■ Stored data
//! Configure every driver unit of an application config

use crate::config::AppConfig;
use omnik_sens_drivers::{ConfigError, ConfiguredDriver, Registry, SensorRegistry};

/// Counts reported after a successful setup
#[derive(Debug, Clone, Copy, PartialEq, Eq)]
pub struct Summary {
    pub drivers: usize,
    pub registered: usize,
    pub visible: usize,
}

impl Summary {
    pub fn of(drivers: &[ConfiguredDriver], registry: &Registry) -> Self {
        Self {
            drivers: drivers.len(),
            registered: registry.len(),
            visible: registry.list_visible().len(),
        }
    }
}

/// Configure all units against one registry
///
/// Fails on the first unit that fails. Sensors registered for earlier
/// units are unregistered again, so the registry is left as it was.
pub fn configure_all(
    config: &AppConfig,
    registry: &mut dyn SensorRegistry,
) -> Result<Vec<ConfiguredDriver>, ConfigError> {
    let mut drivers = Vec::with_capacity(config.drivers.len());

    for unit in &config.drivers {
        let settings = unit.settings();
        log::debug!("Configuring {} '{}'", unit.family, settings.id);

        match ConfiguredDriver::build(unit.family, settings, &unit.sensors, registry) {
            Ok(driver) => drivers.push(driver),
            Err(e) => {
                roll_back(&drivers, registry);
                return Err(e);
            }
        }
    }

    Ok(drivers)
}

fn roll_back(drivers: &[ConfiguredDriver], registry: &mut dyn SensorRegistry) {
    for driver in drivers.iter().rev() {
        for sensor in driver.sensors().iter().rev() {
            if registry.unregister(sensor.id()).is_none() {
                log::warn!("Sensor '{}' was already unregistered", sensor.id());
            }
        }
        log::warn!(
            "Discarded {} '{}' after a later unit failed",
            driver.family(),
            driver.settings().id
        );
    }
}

■ Work item
Return exactly the lines from the beginning of the data above through the one containing "for unit in", please. Include both end lines and add nothing else.

■ Response to this exercise
//! Configure every driver unit of an application config

use crate::config::AppConfig;
use omnik_sens_drivers::{ConfigError, ConfiguredDriver, Registry, SensorRegistry};

/// Counts reported after a successful setup
#[derive(Debug, Clone, Copy, PartialEq, Eq)]
pub struct Summary {
    pub drivers: usize,
    pub registered: usize,
    pub visible: usize,
}

impl Summary {
    pub fn of(drivers: &[ConfiguredDriver], registry: &Registry) -> Self {
        Self {
            drivers: drivers.len(),
            registered: registry.len(),
            visible: registry.list_visible().len(),
        }
    }
}

/// Configure all units against one registry
///
/// Fails on the first unit that fails. Sensors registered for earlier
/// units are unregistered again, so the registry is left as it was.
pub fn configure_all(
    config: &AppConfig,
    registry: &mut dyn SensorRegistry,
) -> Result<Vec<ConfiguredDriver>, ConfigError> {
    let mut drivers = Vec::with_capacity(config.drivers.len());

    for unit in &config.drivers {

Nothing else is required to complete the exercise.